DIRECTIONS FOR THIS TASK
Whenever a line in the data holds the string "urls", copy that line.

EXTRACTED INFORMATION
╭──
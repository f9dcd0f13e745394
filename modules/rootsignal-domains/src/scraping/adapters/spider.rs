use async_trait::async_trait;
use rootsignal_core::error::CrawlResult;
use rootsignal_core::{DiscoverConfig, Ingestor, RawPage};
use spider::website::Website;

/// Spider adapter — local Rust-native HTTP crawler. No API key, no per-page cost.
pub struct SpiderIngestor;

impl SpiderIngestor {
    pub fn new() -> Self {
        Self
    }

    /// Extract `<title>` from HTML content.
    fn extract_title(html: &str) -> Option<String> {
        let lower = html.to_lowercase();
        let start = lower.find("<title")?;
        let after_tag = html[start..].find('>')?;
        let content_start = start + after_tag + 1;
        let end = lower[content_start..].find("</title>")?;
        let title = html[content_start..content_start + end].trim();
        if title.is_empty() {
            None
        } else {
            Some(title.to_string())
        }
    }
}

#[async_trait]
impl Ingestor for SpiderIngestor {
    async fn discover(&self, config: &DiscoverConfig) -> CrawlResult<Vec<RawPage>> {
        let mut website = Website::new(&config.url);

        website.with_depth(config.max_depth);
        website.with_limit(config.limit as u32);

        // Apply URL filters
        if !config.exclude_patterns.is_empty() {
            let blacklist: Vec<spider::compact_str::CompactString> = config
                .exclude_patterns
                .iter()
                .map(|s| s.as_str().into())
                .collect();
            website.with_blacklist_url(Some(blacklist));
        }

        tracing::info!(
            url = %config.url,
            depth = config.max_depth,
            limit = config.limit,
            "Spider: starting crawl"
        );

        website.scrape().await;

        let mut pages = Vec::new();

        if let Some(site_pages) = website.get_pages() {
            for page in site_pages {
                let url = page.get_url().to_string();

                // Apply include patterns: if set, URL path must contain at least one
                if !config.include_patterns.is_empty() {
                    let matches = config
                        .include_patterns
                        .iter()
                        .any(|pattern| url.contains(pattern));
                    if !matches {
                        continue;
                    }
                }

                let html = page.get_html();
                if html.trim().is_empty() {
                    continue;
                }

                let title = Self::extract_title(&html);

                let mut raw_page = RawPage::new(&url, &html)
                    .with_content_type("text/html".to_string())
                    .with_html(html.clone())
                    .with_metadata(
                        "fetched_via",
                        serde_json::Value::String("spider".to_string()),
                    );

                if let Some(t) = title {
                    raw_page = raw_page.with_title(t);
                }

                pages.push(raw_page);
            }
        }

        tracing::info!(
            url = %config.url,
            pages = pages.len(),
            "Spider: crawl complete"
        );

        Ok(pages)
    }

    async fn fetch_specific(&self, urls: &[String]) -> CrawlResult<Vec<RawPage>> {
        let mut pages = Vec::new();

        for url in urls {
            let mut website = Website::new(url);
            website.with_limit(1);
            website.with_depth(0);

            website.scrape().await;

            if let Some(site_pages) = website.get_pages() {
                if let Some(page) = site_pages.first() {
                    let html = page.get_html();
                    if !html.trim().is_empty() {
                        let title = Self::extract_title(&html);
                        let mut raw_page = RawPage::new(url, &html)
                            .with_content_type("text/html".to_string())
                            .with_html(html.clone())
                            .with_metadata(
                                "fetched_via",
                                serde_json::Value::String("spider".to_string()),
                            );
                        if let Some(t) = title {
                            raw_page = raw_page.with_title(t);
                        }
                        pages.push(raw_page);
                    }
                }
            }
        }

        Ok(pages)
    }

    fn name(&self) -> &str {
        "spider"
    }
}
╰──
REPLY
    async fn fetch_specific(&self, urls: &[String]) -> CrawlResult<Vec<RawPage>> {
        for url in urls {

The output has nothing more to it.